Saved data entries
^^^^

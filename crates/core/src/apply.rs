// Copyright (C) 2026 Fred Clausen
// Use of this source code is governed by an MIT-style
// license that can be found in the LICENSE file or at
// https://opensource.org/licenses/MIT.

use crate::command::{FacetToggle, FilterCommand, FilterUpdate};
use crate::state::{FilterChange, FilterState, FilterTransition};
use std::collections::BTreeSet;

/// Removes `value` from `set` if present, otherwise inserts it.
///
/// Returns `true` if the value is a member after the toggle.
fn toggle_member<T: Ord>(set: &mut BTreeSet<T>, value: T) -> bool {
    if set.remove(&value) {
        false
    } else {
        set.insert(value);
        true
    }
}

/// Applies a command to the current filter state, producing a new state and a change record.
///
/// The input state is never modified. Every command is total: there is no
/// invalid combination of state and command.
///
/// # Arguments
///
/// * `state` - The current filter state (immutable)
/// * `command` - The command to apply
///
/// # Returns
///
/// A `FilterTransition` holding the replacement state and the change record.
#[must_use]
pub fn apply(state: &FilterState, command: FilterCommand) -> FilterTransition {
    let action: &'static str = command.name();
    let mut new_state: FilterState = state.clone();

    let details: String = match command {
        FilterCommand::UpdateFilter(update) => {
            let field: &'static str = update.field();
            match update {
                FilterUpdate::Year(year) => new_state.year = year,
                FilterUpdate::Months(months) => new_state.months = months,
                FilterUpdate::Regions(regions) => new_state.regions = regions,
                FilterUpdate::States(states) => new_state.states = states,
                FilterUpdate::Modalities(modalities) => new_state.modalities = modalities,
                FilterUpdate::ServiceTypes(service_types) => {
                    new_state.service_types = service_types;
                }
                FilterUpdate::SelectedOrder(selected) => new_state.selected_order = selected,
                FilterUpdate::OnTimeStatus(status) => new_state.on_time_status = status,
            }
            format!("Replaced field '{field}'")
        }
        FilterCommand::ToggleArrayFilter(toggle) => {
            let label: &'static str = toggle.label();
            let field: &'static str = toggle.facet().field();
            let selected: bool = match toggle {
                FacetToggle::Month(month) => toggle_member(&mut new_state.months, month),
                FacetToggle::Region(region) => toggle_member(&mut new_state.regions, region),
                FacetToggle::State(uf) => toggle_member(&mut new_state.states, uf),
                FacetToggle::Modality(modality) => {
                    toggle_member(&mut new_state.modalities, modality)
                }
                FacetToggle::ServiceType(service_type) => {
                    toggle_member(&mut new_state.service_types, service_type)
                }
            };
            if selected {
                format!("Added '{label}' to '{field}'")
            } else {
                format!("Removed '{label}' from '{field}'")
            }
        }
        FilterCommand::ClearFilters => {
            new_state = FilterState::default();
            String::from("Reset all filters to defaults")
        }
    };

    let change: FilterChange = FilterChange {
        action,
        details,
        before: state.summary(),
        after: new_state.summary(),
    };

    FilterTransition { new_state, change }
}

^^^^

A complete answer reproduces every line of the records in which the word "from" occurs.

| Final answer |
/// Removes `value` from `set` if present, otherwise inserts it.
                format!("Removed '{label}' from '{field}'")
            String::from("Reset all filters to defaults")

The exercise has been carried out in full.